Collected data
*** Block opens ***
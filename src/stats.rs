//! Aggregate counts for the display surface

use std::fmt;

use serde::Serialize;

use crate::connection::ConnectionState;
use crate::mode::{Authority, Mode};
use crate::model::Metrics;
use crate::render::Strategy;

/// Read-only view of the session, published once per frame
#[derive(Debug, Clone, PartialEq, Serialize)]
pub struct Stats {
    pub mode: Mode,
    pub authority: Authority,
    pub connection: ConnectionState,
    /// Layout of the visible set
    pub strategy: Strategy,
    pub nodes: usize,
    pub edges: usize,
    pub regions: usize,
    /// Fires per second, local simulation only
    pub fire_rate: f32,
    pub total_fires: u64,
    /// Average edge weight as a percentage
    pub connectivity: f32,
    #[serde(skip_serializing_if = "Option::is_none")]
    pub live_clients: Option<u64>,
    pub activity_events: u64,
    /// Buffer bytes handed to the renderer so far
    pub uploaded_bytes: u64,
    pub metrics: Metrics,
}

impl fmt::Display for Stats {
    fn fmt(&self, f: &mut fmt::Formatter<'_>) -> fmt::Result {
        writeln!(
            f,
            "mode: {:?} ({:?}, {:?})",
            self.mode, self.authority, self.connection
        )?;
        writeln!(
            f,
            "graph: {} nodes, {} edges, {} regions [{:?}]",
            self.nodes, self.edges, self.regions, self.strategy
        )?;
        write!(
            f,
            "activity: {:.1} fires/s, {} total, {:.0}% connectivity",
            self.fire_rate, self.total_fires, self.connectivity
        )?;
        for (name, value) in &self.metrics {
            write!(f, "\n{name}: {value}")?;
        }
        Ok(())
    }
}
*** Block closes ***
**TASK TO COMPLETE**
Print all the records exactly as written.

**RESPONSE BELOW**
filename src/stats.rs
//! Aggregate counts for the display surface

use std::fmt;

use serde::Serialize;

use crate::connection::ConnectionState;
use crate::mode::{Authority, Mode};
use crate::model::Metrics;
use crate::render::Strategy;

/// Read-only view of the session, published once per frame
#[derive(Debug, Clone, PartialEq, Serialize)]
pub struct Stats {
    pub mode: Mode,
    pub authority: Authority,
    pub connection: ConnectionState,
    /// Layout of the visible set
    pub strategy: Strategy,
    pub nodes: usize,
    pub edges: usize,
    pub regions: usize,
    /// Fires per second, local simulation only
    pub fire_rate: f32,
    pub total_fires: u64,
    /// Average edge weight as a percentage
    pub connectivity: f32,
    #[serde(skip_serializing_if = "Option::is_none")]
    pub live_clients: Option<u64>,
    pub activity_events: u64,
    /// Buffer bytes handed to the renderer so far
    pub uploaded_bytes: u64,
    pub metrics: Metrics,
}

impl fmt::Display for Stats {
    fn fmt(&self, f: &mut fmt::Formatter<'_>) -> fmt::Result {
        writeln!(
            f,
            "mode: {:?} ({:?}, {:?})",
            self.mode, self.authority, self.connection
        )?;
        writeln!(
            f,
            "graph: {} nodes, {} edges, {} regions [{:?}]",
            self.nodes, self.edges, self.regions, self.strategy
        )?;
        write!(
            f,
            "activity: {:.1} fires/s, {} total, {:.0}% connectivity",
            self.fire_rate, self.total_fires, self.connectivity
        )?;
        for (name, value) in &self.metrics {
            write!(f, "\n{name}: {value}")?;
        }
        Ok(())
    }
}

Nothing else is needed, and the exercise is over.